*** Opening of Working data ***

#[cfg(feature = "postgres")]
use async_trait::async_trait;
#[cfg(feature = "postgres")]
use tokio_postgres::Client;

#[cfg(feature = "postgres")]
use crate::delivery_log::{DeliveryAttemptLog, DeliveryLogSink};
#[cfg(feature = "postgres")]
use crate::error::LogError;

/// Attempt-log sink backed by a `postback_delivery_logs` table.
#[cfg(feature = "postgres")]
pub struct PostgresDeliveryLog {
    client: Client,
}

#[cfg(feature = "postgres")]
impl PostgresDeliveryLog {
    pub async fn new(client: Client) -> Result<Self, tokio_postgres::Error> {
        client
            .execute(
                "CREATE TABLE IF NOT EXISTS postback_delivery_logs (
                    id BIGSERIAL PRIMARY KEY,
                    job_id TEXT NOT NULL,
                    conversion_id TEXT NOT NULL,
                    attempt INTEGER NOT NULL,
                    request_method TEXT NOT NULL,
                    request_url TEXT NOT NULL,
                    request_body TEXT,
                    request_headers JSONB NOT NULL,
                    response_code INTEGER,
                    response_body TEXT,
                    error TEXT,
                    error_kind TEXT,
                    duration_ms BIGINT NOT NULL,
                    created_at_ms BIGINT NOT NULL
                )",
                &[],
            )
            .await?;

        client
            .execute(
                "CREATE INDEX IF NOT EXISTS postback_delivery_logs_job
                 ON postback_delivery_logs (job_id, attempt)",
                &[],
            )
            .await?;

        Ok(Self { client })
    }

    /// Attempts for one job, oldest first.
    pub async fn for_job(&self, job_id: &str) -> Result<Vec<DeliveryAttemptLog>, tokio_postgres::Error> {
        let rows = self
            .client
            .query(
                "SELECT job_id, conversion_id, attempt, request_method, request_url,
                        request_body, request_headers, response_code, response_body,
                        error, error_kind, duration_ms, created_at_ms
                 FROM postback_delivery_logs
                 WHERE job_id = $1
                 ORDER BY id",
                &[&job_id],
            )
            .await?;

        Ok(rows
            .into_iter()
            .filter_map(|row| {
                let headers: serde_json::Value = row.try_get(6).ok()?;
                let attempt: i32 = row.try_get(2).ok()?;
                let response_code: Option<i32> = row.try_get(7).ok()?;
                let duration_ms: i64 = row.try_get(11).ok()?;
                let created_at_ms: i64 = row.try_get(12).ok()?;
                Some(DeliveryAttemptLog {
                    job_id: row.try_get(0).ok()?,
                    conversion_id: row.try_get(1).ok()?,
                    attempt: u32::try_from(attempt).ok()?,
                    request_method: row.try_get(3).ok()?,
                    request_url: row.try_get(4).ok()?,
                    request_body: row.try_get(5).ok()?,
                    request_headers: serde_json::from_value(headers).ok()?,
                    response_code: response_code.and_then(|c| u16::try_from(c).ok()),
                    response_body: row.try_get(8).ok()?,
                    error: row.try_get(9).ok()?,
                    error_kind: row.try_get(10).ok()?,
                    duration_ms: u64::try_from(duration_ms).unwrap_or_default(),
                    created_at_ms: u64::try_from(created_at_ms).unwrap_or_default(),
                })
            })
            .collect())
    }
}

#[cfg(feature = "postgres")]
#[async_trait]
impl DeliveryLogSink for PostgresDeliveryLog {
    async fn append(&self, entry: &DeliveryAttemptLog) -> Result<(), LogError> {
        let headers = serde_json::to_value(&entry.request_headers)
            .map_err(|e| LogError::Sink(e.to_string()))?;
        let attempt = i32::try_from(entry.attempt).unwrap_or(i32::MAX);
        let response_code = entry.response_code.map(i32::from);
        let duration_ms = i64::try_from(entry.duration_ms).unwrap_or(i64::MAX);
        let created_at_ms = i64::try_from(entry.created_at_ms).unwrap_or(i64::MAX);

        self.client
            .execute(
                "INSERT INTO postback_delivery_logs (
                    job_id, conversion_id, attempt, request_method, request_url,
                    request_body, request_headers, response_code, response_body,
                    error, error_kind, duration_ms, created_at_ms
                 ) VALUES ($1, $2, $3, $4, $5, $6, $7, $8, $9, $10, $11, $12, $13)",
                &[
                    &entry.job_id,
                    &entry.conversion_id,
                    &attempt,
                    &entry.request_method,
                    &entry.request_url,
                    &entry.request_body,
                    &headers,
                    &response_code,
                    &entry.response_body,
                    &entry.error,
                    &entry.error_kind,
                    &duration_ms,
                    &created_at_ms,
                ],
            )
            .await
            .map(|_| ())
            .map_err(|e| LogError::Sink(e.to_string()))
    }
}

*** Close of Working data ***

Work order: Copy exactly the lines above, starting at the opening line and finishing at the line in which "Attempt-log sink backed" occurs.

Result of the task:
#[cfg(feature = "postgres")]
use async_trait::async_trait;
#[cfg(feature = "postgres")]
use tokio_postgres::Client;

#[cfg(feature = "postgres")]
use crate::delivery_log::{DeliveryAttemptLog, DeliveryLogSink};
#[cfg(feature = "postgres")]
use crate::error::LogError;

/// Attempt-log sink backed by a `postback_delivery_logs` table.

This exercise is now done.